The key point is that the greatest investment of separation work comes in the early enrichment stages where vast quantities of natural uranium are concentrated into relatively smaller quantities of moderately enriched uranium. It takes several times more effort to concentrate to 5% than from 5% to 90%.
So this risk isn't unique to HALEU. Regular reactor fuel is almost as problematic. //
DDopson Ars Tribunus Militum
22y
1,933
Subscriptor
clewis said:
Timed to the µs? I'll just use a Raspberry π and a real time operating system. If we need ns, I might have to buy some speciality expansion boards.

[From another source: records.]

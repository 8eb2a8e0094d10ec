//! Block allocator: a fixed pool of physical block ids and the
//! per-sequence tables that own them.
//!
//! This is the plain (non-content-addressed) allocation path: each
//! sequence gets exclusive blocks from the free pool and returns them
//! all when it terminates. `live + free == max_blocks` at all times.

use std::collections::{HashMap, VecDeque};

use tracing::debug;

use crate::cache::block::{BlockId, BlockTable};
use crate::error::{CacheError, Result};

/// Fixed-capacity allocator handing out physical block ids.
#[derive(Debug)]
pub struct BlockAllocator {
    /// Ids available for allocation.
    free: VecDeque<BlockId>,

    /// Block tables indexed by sequence id.
    tables: HashMap<u64, BlockTable>,

    /// Tokens per block.
    block_size: usize,

    /// Total pool capacity.
    max_blocks: usize,
}

impl BlockAllocator {
    /// Create an allocator over `max_blocks` physical blocks.
    pub fn new(max_blocks: usize, block_size: usize) -> Result<Self> {
        if max_blocks == 0 || block_size == 0 {
            return Err(CacheError::Configuration(
                "max_blocks and block_size must be positive".to_string(),
            ));
        }
        Ok(Self {
            free: (0..max_blocks).collect(),
            tables: HashMap::new(),
            block_size,
            max_blocks,
        })
    }

    /// Allocate one block for a sequence, appending it to the
    /// sequence's table. Fails with `OutOfBlocks` when the pool is empty.
    pub fn allocate_block(&mut self, seq_id: u64) -> Result<BlockId> {
        let block_id = self.free.pop_front().ok_or(CacheError::OutOfBlocks {
            capacity: self.max_blocks,
        })?;
        self.tables
            .entry(seq_id)
            .or_insert_with(|| BlockTable::new(seq_id, self.block_size))
            .push(block_id);
        debug!(seq_id, block_id, "Allocated block");
        Ok(block_id)
    }

    /// Return all of a sequence's blocks to the pool. Unknown sequence
    /// ids free nothing.
    pub fn free_sequence(&mut self, seq_id: u64) -> Vec<BlockId> {
        let freed = match self.tables.remove(&seq_id) {
            Some(table) => table.blocks,
            None => return Vec::new(),
        };
        for &block_id in &freed {
            self.free.push_back(block_id);
        }
        debug!(seq_id, count = freed.len(), "Freed sequence blocks");
        freed
    }

    /// The block table for a sequence, if any.
    pub fn block_table(&self, seq_id: u64) -> Option<&BlockTable> {
        self.tables.get(&seq_id)
    }

    /// Blocks currently available.
    pub fn num_free(&self) -> usize {
        self.free.len()
    }

    /// Blocks currently owned by sequences.
    pub fn num_live(&self) -> usize {
        self.max_blocks - self.free.len()
    }

    /// Total pool capacity.
    pub fn capacity(&self) -> usize {
        self.max_blocks
    }
}

#[cfg(test)]
mod tests {
    use super::*;

    #[test]
    fn test_allocate_and_free_round_trip() {
        let mut alloc = BlockAllocator::new(4, 16).unwrap();
        let a = alloc.allocate_block(1).unwrap();
        let b = alloc.allocate_block(1).unwrap();
        assert_ne!(a, b);
        assert_eq!(alloc.num_live(), 2);
        assert_eq!(alloc.num_free(), 2);
        assert_eq!(alloc.block_table(1).unwrap().blocks, vec![a, b]);

        let freed = alloc.free_sequence(1);
        assert_eq!(freed, vec![a, b]);
        assert_eq!(alloc.num_free(), 4);
        assert!(alloc.block_table(1).is_none());
    }

    #[test]
    fn test_pool_exhaustion() {
        let mut alloc = BlockAllocator::new(2, 16).unwrap();
        alloc.allocate_block(1).unwrap();
        alloc.allocate_block(2).unwrap();
        let err = alloc.allocate_block(3).unwrap_err();
        assert!(matches!(err, CacheError::OutOfBlocks { capacity: 2 }));
        // Failed allocation changes nothing.
        assert_eq!(alloc.num_live() + alloc.num_free(), 2);
    }

    #[test]
    fn test_free_unknown_sequence_is_noop() {
        let mut alloc = BlockAllocator::new(2, 16).unwrap();
        assert!(alloc.free_sequence(99).is_empty());
        assert_eq!(alloc.num_free(), 2);
    }

    #[test]
    fn test_zero_capacity_rejected() {
        assert!(BlockAllocator::new(0, 16).is_err());
        assert!(BlockAllocator::new(8, 0).is_err());
    }
}
//! Cache hit/miss/eviction/sharing counters.
//!
//! The scheduler polls these for capacity and backpressure decisions.
//! Counters can be exported as a name/value map or as line-oriented
//! text (`name{} value` pairs) for metrics scraping.

use std::collections::BTreeMap;

use serde::{Deserialize, Serialize};

/// Running counters for the prefix cache.
///
/// Hit and miss counts are in tokens: each full-chunk hit or miss adds
/// `block_size` to the respective counter, so `hit_rate` reflects the
/// fraction of chunked tokens served from cache.
#[derive(Debug, Clone, Default, PartialEq, Eq, Serialize, Deserialize)]
pub struct CacheStats {
    /// Tokens submitted to `allocate_blocks`, including trailing
    /// partial chunks that never reach the cache.
    pub num_tokens: u64,

    /// Tokens served from cached blocks.
    pub num_hits: u64,

    /// Tokens that required a new block.
    pub num_misses: u64,

    /// Blocks reclaimed under capacity pressure.
    pub num_evictions: u64,

    /// Hits that left a block with two or more owners.
    pub num_shared_blocks: u64,

    /// Requests preempted by the scheduler (reported in, not derived).
    pub preempted: u64,
}

impl CacheStats {
    /// Fraction of chunked tokens served from cache; 0 with no samples.
    pub fn hit_rate(&self) -> f64 {
        let total = self.num_hits + self.num_misses;
        if total == 0 {
            return 0.0;
        }
        self.num_hits as f64 / total as f64
    }

    /// Record a scheduler-initiated preemption.
    pub fn record_preemption(&mut self) {
        self.preempted += 1;
    }

    /// Return the current counters and reset them to zero, for periodic
    /// reporting.
    pub fn snapshot_and_reset(&mut self) -> CacheStats {
        std::mem::take(self)
    }

    /// Reset all counters to zero.
    pub fn reset(&mut self) {
        *self = CacheStats::default();
    }

    /// Counters plus the derived hit rate, as a name/value mapping.
    pub fn to_map(&self) -> BTreeMap<&'static str, f64> {
        BTreeMap::from([
            ("num_tokens", self.num_tokens as f64),
            ("num_hits", self.num_hits as f64),
            ("num_misses", self.num_misses as f64),
            ("num_evictions", self.num_evictions as f64),
            ("num_shared_blocks", self.num_shared_blocks as f64),
            ("hit_rate", self.hit_rate()),
            ("preempted", self.preempted as f64),
        ])
    }

    /// Line-oriented text export: one `name{} value` pair per line,
    /// prefixed for scrape-time namespacing.
    pub fn render_text(&self) -> String {
        let mut out = String::new();
        for (name, value) in self.to_map() {
            out.push_str(&format!("prefix_cache_{name}{{}} {value}\n"));
        }
        out
    }
}

#[cfg(test)]
mod tests {
    use super::*;

    #[test]
    fn test_hit_rate_no_samples() {
        let stats = CacheStats::default();
        assert_eq!(stats.hit_rate(), 0.0);
    }

    #[test]
    fn test_hit_rate() {
        let stats = CacheStats {
            num_hits: 48,
            num_misses: 16,
            ..Default::default()
        };
        assert!((stats.hit_rate() - 0.75).abs() < 1e-12);
    }

    #[test]
    fn test_snapshot_and_reset() {
        let mut stats = CacheStats {
            num_tokens: 100,
            num_hits: 32,
            ..Default::default()
        };
        let snap = stats.snapshot_and_reset();
        assert_eq!(snap.num_tokens, 100);
        assert_eq!(snap.num_hits, 32);
        assert_eq!(stats, CacheStats::default());
    }

    #[test]
    fn test_map_has_all_keys() {
        let map = CacheStats::default().to_map();
        for key in [
            "num_tokens",
            "num_hits",
            "num_misses",
            "num_evictions",
            "num_shared_blocks",
            "hit_rate",
            "preempted",
        ] {
            assert!(map.contains_key(key), "missing {key}");
        }
    }

    #[test]
    fn test_text_export_format() {
        let mut stats = CacheStats::default();
        stats.num_hits = 48;
        stats.num_misses = 16;
        let text = stats.render_text();
        assert!(text.contains("prefix_cache_num_hits{} 48\n"));
        assert!(text.contains("prefix_cache_hit_rate{} 0.75\n"));
        assert_eq!(text.lines().count(), 7);
    }
}
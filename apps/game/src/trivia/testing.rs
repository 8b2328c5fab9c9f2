//! Test doubles shared by the trivia test modules.

use std::collections::VecDeque;
use std::sync::atomic::{AtomicUsize, Ordering};
use std::sync::Mutex;
use std::time::Duration;

use async_trait::async_trait;

use crate::llm_client::LlmError;
use crate::trivia::generator::FactSource;

/// Raw model output for a well-formed round. Statements read `"{tag} statement {i}"`.
pub fn fact_set_json(tag: &str, lie_index: usize) -> String {
    let facts: Vec<serde_json::Value> = (0..3)
        .map(|i| {
            serde_json::json!({
                "statement": format!("{tag} statement {i}"),
                "truth_value": if i == lie_index { "False" } else { "True" },
                "explanation": format!("{tag} explanation {i}"),
            })
        })
        .collect();
    serde_json::json!({ "facts": facts }).to_string()
}

/// Replays a fixed script of responses, one per `generate` call.
/// Once the script runs out every call fails with `EmptyContent`.
pub struct ScriptedSource {
    script: Mutex<VecDeque<Result<String, LlmError>>>,
    delay: Option<Duration>,
    calls: AtomicUsize,
    in_flight: AtomicUsize,
    max_in_flight: AtomicUsize,
}

impl ScriptedSource {
    pub fn new(script: Vec<Result<String, LlmError>>) -> Self {
        Self {
            script: Mutex::new(script.into()),
            delay: None,
            calls: AtomicUsize::new(0),
            in_flight: AtomicUsize::new(0),
            max_in_flight: AtomicUsize::new(0),
        }
    }

    /// Well-formed rounds tagged `round0`, `round1`, ... with the lie at index 1.
    pub fn rounds(count: usize) -> Self {
        Self::new(
            (0..count)
                .map(|i| Ok(fact_set_json(&format!("round{i}"), 1)))
                .collect(),
        )
    }

    pub fn with_delay(mut self, delay: Duration) -> Self {
        self.delay = Some(delay);
        self
    }

    pub fn calls(&self) -> usize {
        self.calls.load(Ordering::SeqCst)
    }

    pub fn max_in_flight(&self) -> usize {
        self.max_in_flight.load(Ordering::SeqCst)
    }
}

#[async_trait]
impl FactSource for ScriptedSource {
    async fn generate(&self) -> Result<String, LlmError> {
        self.calls.fetch_add(1, Ordering::SeqCst);
        let now = self.in_flight.fetch_add(1, Ordering::SeqCst) + 1;
        self.max_in_flight.fetch_max(now, Ordering::SeqCst);

        if let Some(delay) = self.delay {
            tokio::time::sleep(delay).await;
        }

        let next = self
            .script
            .lock()
            .unwrap()
            .pop_front()
            .unwrap_or(Err(LlmError::EmptyContent));

        self.in_flight.fetch_sub(1, Ordering::SeqCst);
        next
    }
}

While modern technology has rendered trivial some aspects of the problem that were much harder in the pre-transistor era, it's still not quite as simple as that. You need high quality explosive initiators that will trigger detonation with a predictable lag, versus all of the default solutions have unacceptably high variability such that one side goes before the other, creating an asymmetric implosion. The solution is often found by driving enormous currents through wires or foil embedded in relatively sensitive explosives, and in 1945, achieving such a rapid current rise was a major challenge. Today, someone developing similar high-precision initiators would benefit tremendously from the plethora of off-the-shelf power electronics (much more important even than the Raspberry pi), but it's still something that a real engineer needs to spend some time testing very carefully or your weapon will dramatically underperform it's designed yield. //
DDopson Ars Tribunus Militum
22y
1,933
Subscriptor
Wickwick said:
Sandia National Labs has (at least) one group which specializes in analyzing the risk of improvised industrial goods for explosive yield. Many years ago I helped adapt some lab equipment so it could be used in a cloud of muriatic acid as if someone had detonated a railcar full of the stuff. Just last year at a conference I was speaking to one of their researchers about the threats posed by things like diesel tankers, LNG ships, etc. None of those things are viewed particularly highly on the threat matrix compared to something like ANFO (Beirut port explosion). Fuels have a lot of stored chemical energy, but you can't couple that to the environment in a manner that creates a large explosion without having an oxidizer intimately mixed in. Achieving the near-nuclear-level blast of a massive fuel-air burst bomb is a non-trivial engineering feat. //
+1, and note that weaponized fuel-air bombs don't just use any old fuel laying about. They have a specifically engineered mix of a highly volatile liquid with a wide detonation range (better tolerance for uneven dispersion), such as ethylene oxide, with a powder like aluminum, which boosts the energy release per unit of oxygen consumed.
Poorly dispersed commercial fuels badly underachieve their on-paper energetic value.